Osmanlı Devletinde 17. yüzyıla kadar önemli makamlara getirilen kişiler,bilgi ve başarılarıyla o makamı hak edenlerdi.Bu sebeple devlet işleri ehil ellerde olduğundan devlet de en güzel dönemlerini yaşıyordu.

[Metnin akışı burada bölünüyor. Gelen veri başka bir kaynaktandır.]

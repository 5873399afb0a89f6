//! Tracing subscriber setup.

use tracing_subscriber::{layer::SubscriberExt, util::SubscriberInitExt, EnvFilter};

use crate::config::LoggingConfig;

/// Target used for lifecycle audit events.
pub const AUDIT_TARGET: &str = "mirror::audit";

/// Install the global tracing subscriber.
///
/// `RUST_LOG` takes precedence over the configured filter. Calling this
/// more than once is harmless; later calls are ignored.
pub fn init_tracing(config: &LoggingConfig) {
    let filter = EnvFilter::try_from_default_env()
        .unwrap_or_else(|_| EnvFilter::new(config.filter.as_str()));

    let registry = tracing_subscriber::registry().with(filter);
    let result = if config.json {
        registry.with(tracing_subscriber::fmt::layer().json()).try_init()
    } else {
        registry.with(tracing_subscriber::fmt::layer()).try_init()
    };

    if result.is_err() {
        tracing::debug!("Tracing subscriber already installed");
    }
}
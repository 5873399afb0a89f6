//! Embedding provider boundary.
//!
//! The relevance scorer only needs cosine similarity over returned vectors
//! to be meaningful. [`HashEmbeddingProvider`] is the deterministic
//! fallback used when no real provider is configured.

use std::collections::hash_map::DefaultHasher;
use std::hash::{Hash, Hasher};

use async_trait::async_trait;
use tracing::debug;

use crate::config::EmbeddingConfig;
use crate::error::{Error, Result};

/// Text-to-vector oracle.
#[async_trait]
pub trait EmbeddingProvider: Send + Sync {
    /// Length of every vector this provider returns.
    fn dimension(&self) -> usize;

    async fn embed(&self, text: &str) -> Result<Vec<f32>>;

    async fn embed_batch(&self, texts: &[String]) -> Result<Vec<Vec<f32>>> {
        let mut out = Vec::with_capacity(texts.len());
        for text in texts {
            out.push(self.embed(text).await?);
        }
        Ok(out)
    }
}

/// Feature-hashing embeddings over lowercase word tokens.
///
/// Not semantic, but texts sharing words land close together, which is
/// enough for development and tests.
#[derive(Debug, Clone)]
pub struct HashEmbeddingProvider {
    dimension: usize,
}

impl HashEmbeddingProvider {
    pub fn new(dimension: usize) -> Self {
        Self {
            dimension: dimension.max(1),
        }
    }

    pub fn from_config(config: &EmbeddingConfig) -> Self {
        Self::new(config.dimension)
    }

    fn hash_embed(&self, text: &str) -> Vec<f32> {
        let mut embedding = vec![0.0f32; self.dimension];

        for token in text
            .split(|c: char| !c.is_alphanumeric())
            .filter(|t| !t.is_empty())
        {
            let mut hasher = DefaultHasher::new();
            token.to_lowercase().hash(&mut hasher);
            let hash = hasher.finish();
            let index = (hash % self.dimension as u64) as usize;
            // High bit picks the sign so collisions partly cancel
            let sign = if hash >> 63 == 0 { 1.0 } else { -1.0 };
            embedding[index] += sign;
        }

        // Normalize to unit length
        let norm: f32 = embedding.iter().map(|x| x * x).sum::<f32>().sqrt();
        if norm > 0.0 {
            for x in &mut embedding {
                *x /= norm;
            }
        }

        embedding
    }
}

#[async_trait]
impl EmbeddingProvider for HashEmbeddingProvider {
    fn dimension(&self) -> usize {
        self.dimension
    }

    async fn embed(&self, text: &str) -> Result<Vec<f32>> {
        if text.trim().is_empty() {
            return Err(Error::Embedding("Cannot embed empty text".to_string()));
        }
        debug!(dimension = self.dimension, "Generating hash-based embedding");
        Ok(self.hash_embed(text))
    }
}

Okullarda her çocuk,ilgi alanı ve yeteneğine göre değerlendirilerek eğitime tabi tutulurlardı.Saray okulu olan ENDERUN'da bir duvar yazısında; "BURADA HİÇBİR BALIK UÇMAYA,HİÇBİR KUŞ YÜZMEYE ZORLANAMAZ.ifadesi vardı.
Fakat 17.yüzyıldan itibaren bulundukları alanda yer edinmiş kişiler,konumlarına aile boyu sahip olabilmek için BEŞİK ULEMALIĞI sistemini getirmişlerdir.Beşik Ulemalığı genelde Ulema Sınıfına mensup kadı ve şeyhülislamlıkta gerçekleştiği için bu adı almıştır.Bu sisteme göre "ALİMİN OĞLU ALİMDİR."anlayışı vardı.Yani önemli görevler adeta babadan oğula geçmeye başlamıştı.Bu sınıfa mensup olanlar askere alınmaz,savaşa gitmezdi.Osmanlı devletinin en önemli kurumları bu şekilde bozuldu,işleyemez hale geldi.Önceden en önemli özellik olan liyakate özen gösterilemedi.Bilgi ve beceri seviyesi düşük insanları devletin stratejik noktalarına atamak,kendi idam fermanını hazırlamaktır.
Daha sonraki yıllarda devlette kötü gidişatı durdurmak için reformlar,ıslahatlar yapıldı ama bu yapılanlar hep askeriyeyi ve ekonomiyi düzeltmek içindi.Asıl unutulan ise kurumların verimliliğini sağlayacak kişilerin çoğu zaman liyakattan uzak olmalarıydı.Osmanlı devletinin sonu adeta böyle hazırlandı.
Devlet yönetimindeki bu hatanın ilk farkına varan KOÇİ BEY'dir.Koçi Bey "Koçi Bey Risalesi"nde :DEVLETİN KURUMLARINDA YOZLAŞMANIN İNANILMAZ DERECEDE FAZLA OLDUĞUNU,LİYAKAT SİSTEMİNİN BÜYÜK ZEDELENMEYE UĞRADIĞINI VE ÇEŞİTLİ MAKAMLARDAKİ GÖREVLİLERİN PEK ÇOĞUNUN VASIFSIZ VE O GÖREVLE ALAKASIZ KİŞİLER OLDUĞUNU"ifade eden toplamda iki farklı risalesini dönemin padişahları olan 4.Murat ve Sultan İbrahim'e sunmuştur.
Ülkemizde de gazete ve televizyonlara yansıdığı kadarıyla duyuyoruz.İçeriği ve türü farklı da olsa en çok üniversitelerimizde araştırma görevlisi ya da lisansüstü eğitime daha düşük puan alsalar da yakınlarını kabul etmeleridir.Bu sayede hak etmeyen yakınlarına statü ve haksız kazanç sağlanmaktadır.Bu durum Osmanlıyı çökerten BEŞİK ULEMASI sisteminin 2000'li yıllara bir yansıması gibime geliyor.
Tarihimizle kuru kuruya övünmek yerine olumlu ve olumsuz olaylardan ibret alalım ki,tarih tekerrür etmesin.
Bu yüzden LİYAKAT,LİYAKAT,LİYAKAT dememiz lazım diye düşünüyorum.